Ce mot circule, on le redit. Et il étend autour d’eux comme une atmosphère de terreur. Chacun leur ôte le chapeau bien bas, très bas. Mais on s’éloigne, on s’écarte, quand ils passent. Pour les éviter, on s’en va par le chemin de traverse, sans voir et le dos courbé. Ce changement les rend fiers d’abord, bientôt les attriste. Ils vont seuls dans la commune. Elle, si fine, elle voit bien le dédain haineux du château, la haine peureuse d’en bas. Elle se sent entre deux périls, dans un terrible isolement.
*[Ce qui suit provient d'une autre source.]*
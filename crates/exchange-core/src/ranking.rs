//! Priority ordering within one side of a book.
//!
//! A [`RankingPolicy`] decides which of two orders on the same side
//! should execute first. Queues are generic over the policy, so the
//! buy and sell sides share one container type and differ only in the
//! comparator they are built with.

use std::cmp::Ordering;

use crate::money::to_cents;
use crate::order::Order;
use crate::order_type::OrderType;
use crate::side::Side;

/// Strategy deciding priority between two orders on the same side.
pub trait RankingPolicy {
    /// `Ordering::Less` means `a` ranks ahead of `b`.
    ///
    /// `Equal` leaves the decision to arrival order.
    fn compare(&self, a: &Order, b: &Order) -> Ordering;
}

/// Price comparator for trade orders.
///
/// - market orders rank ahead of every limit order,
/// - two market orders are equal,
/// - two limit orders compare by price in whole cents: an ascending
///   comparator (buy side) puts the highest price first, a descending
///   one (sell side) the lowest.
#[derive(Debug, Copy, Clone, PartialEq, Eq)]
pub struct PriceComparator {
    ascending: bool,
}

impl PriceComparator {
    pub fn new(ascending: bool) -> Self {
        PriceComparator { ascending }
    }

    /// Highest bid first.
    pub fn ascending() -> Self {
        PriceComparator::new(true)
    }

    /// Lowest ask first.
    pub fn descending() -> Self {
        PriceComparator::new(false)
    }

    /// The comparator a book uses for the given side.
    pub fn for_side(side: Side) -> Self {
        match side {
            Side::Buy => PriceComparator::ascending(),
            Side::Sell => PriceComparator::descending(),
        }
    }
}

impl RankingPolicy for PriceComparator {
    fn compare(&self, a: &Order, b: &Order) -> Ordering {
        match (a.order_type, b.order_type) {
            (OrderType::Market, OrderType::Market) => Ordering::Equal,
            (OrderType::Market, OrderType::Limit(_)) => Ordering::Less,
            (OrderType::Limit(_), OrderType::Market) => Ordering::Greater,
            (OrderType::Limit(pa), OrderType::Limit(pb)) => {
                let (ca, cb) = (to_cents(pa), to_cents(pb));
                if self.ascending {
                    cb.cmp(&ca)
                } else {
                    ca.cmp(&cb)
                }
            }
        }
    }
}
Nul protecteur que le seigneur ou plutôt l’argent qu’on lui donne ; mais, pour le trouver cet argent, pour stimuler la lenteur du paysan, vaincre l’inertie qu’il oppose, pour arracher quelque chose même à qui n’a rien, qu’il faut d’insistances, de menaces, de rigueur ! Le bonhomme n’était pas fait à ce métier. Elle l’y dresse, elle le pousse, elle lui dit : « Soyez rude ; au besoin cruel. Frappez. Sinon, vous manquerez les termes. Et alors, nous sommes perdus. »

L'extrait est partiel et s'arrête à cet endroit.